Personal information
- Born: 23 October 1980 (age 45)
- Batting: Left-handed
- Bowling: Left-arm orthodox
- Role: Batsman

Career statistics
| Competition | FC | LA | T20 |
| Matches | 2 | 6 | 12 |
| Runs scored | 1 | 47 | 309 |
| Batting average | 1.00 | 9.40 | 28.09 |
| 100s/50s | 0/0 | 0/0 | 2 |
| Top score | 1 | 34 | 70 |
| Balls bowled | 72 | 50 | 24 |
| Wickets | 0 | 1 | 0 |
| Bowling average | – | 28.00 | – |
| 5 wickets in innings | – | 0 | – |
| 10 wickets in match | – | 0 | – |
| Best bowling | – | 1/28 | – |
| Catches/stumpings | 1/– | 1/– | 2/– |
- Source: ESPNcricinfo, 16 July 2016

= Mohammad Azam =

Emirati cricketer (born 1980)

Mohammad Azam (born 23 October 1980) is a cricketer who played for the United Arab Emirates national cricket team. He is a Left-hand batsman and Left-arm orthodox bowler.

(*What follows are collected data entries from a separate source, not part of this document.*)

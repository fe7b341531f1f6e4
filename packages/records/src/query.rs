// ABOUTME: List filter state and its query-string mirror
// ABOUTME: Keys: product_category, question_type, gender, age_band

use cotdesk_core::{AgeBand, CotRecord, Gender, ProductCategory, QuestionType, Questioner};
use serde::{Deserialize, Serialize};
use url::form_urlencoded;

/// The four independent optional filters of the CoT listing.
///
/// `None` means "all" and is absent from the query string. Filters compose
/// with logical AND.
#[derive(Debug, Clone, Copy, Default, PartialEq, Eq, Serialize, Deserialize)]
pub struct ListFilters {
    pub product_category: Option<ProductCategory>,
    pub question_type: Option<QuestionType>,
    pub gender: Option<Gender>,
    pub age_band: Option<AgeBand>,
}

impl ListFilters {
    pub fn is_empty(&self) -> bool {
        self.product_category.is_none()
            && self.question_type.is_none()
            && self.gender.is_none()
            && self.age_band.is_none()
    }

    /// Whether any filter that must be resolved through the questioner is set
    pub fn has_questioner_filter(&self) -> bool {
        self.gender.is_some() || self.age_band.is_some()
    }

    /// Seed filters from a query string. A leading `?` is tolerated;
    /// unknown keys and unparsable values are ignored.
    pub fn from_query_string(query: &str) -> Self {
        let query = query.trim_start_matches('?');
        let mut filters = ListFilters::default();
        for (key, value) in form_urlencoded::parse(query.as_bytes()) {
            match key.as_ref() {
                "product_category" => filters.product_category = value.parse().ok(),
                "question_type" => filters.question_type = value.parse().ok(),
                "gender" => filters.gender = value.parse().ok(),
                "age_band" => filters.age_band = value.parse().ok(),
                _ => {}
            }
        }
        filters
    }

    /// Mirror the active filters back into a query string.
    /// Inactive filters are omitted entirely.
    pub fn to_query_string(&self) -> String {
        let mut serializer = form_urlencoded::Serializer::new(String::new());
        if let Some(category) = self.product_category {
            serializer.append_pair("product_category", category.as_str());
        }
        if let Some(question_type) = self.question_type {
            serializer.append_pair("question_type", question_type.as_str());
        }
        if let Some(gender) = self.gender {
            serializer.append_pair("gender", gender.as_str());
        }
        if let Some(age_band) = self.age_band {
            serializer.append_pair("age_band", age_band.as_str());
        }
        serializer.finish()
    }

    /// Whether `cot` satisfies every active filter.
    ///
    /// Gender and age-band filters resolve the record's questioner by id; a
    /// record whose questioner cannot be found fails whenever either is set.
    pub fn matches(&self, cot: &CotRecord, questioners: &[Questioner]) -> bool {
        if let Some(category) = self.product_category {
            if cot.product_category != category {
                return false;
            }
        }
        if let Some(question_type) = self.question_type {
            if cot.question_type != question_type {
                return false;
            }
        }
        if self.has_questioner_filter() {
            let Some(questioner) = questioners.iter().find(|q| q.id == cot.questioner_id) else {
                return false;
            };
            if let Some(gender) = self.gender {
                if questioner.gender != gender {
                    return false;
                }
            }
            if let Some(age_band) = self.age_band {
                if questioner.age_band != age_band {
                    return false;
                }
            }
        }
        true
    }
}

He made First class debut against Ireland in ICC Intercontinental Cup in 2013

He made his List A debut against Ireland in ICC World Cricket League in 2013 He made T20 debut against Ireland on 21 March 2013.
On 11 August 2013 he played a match winning knock against Canada in T20.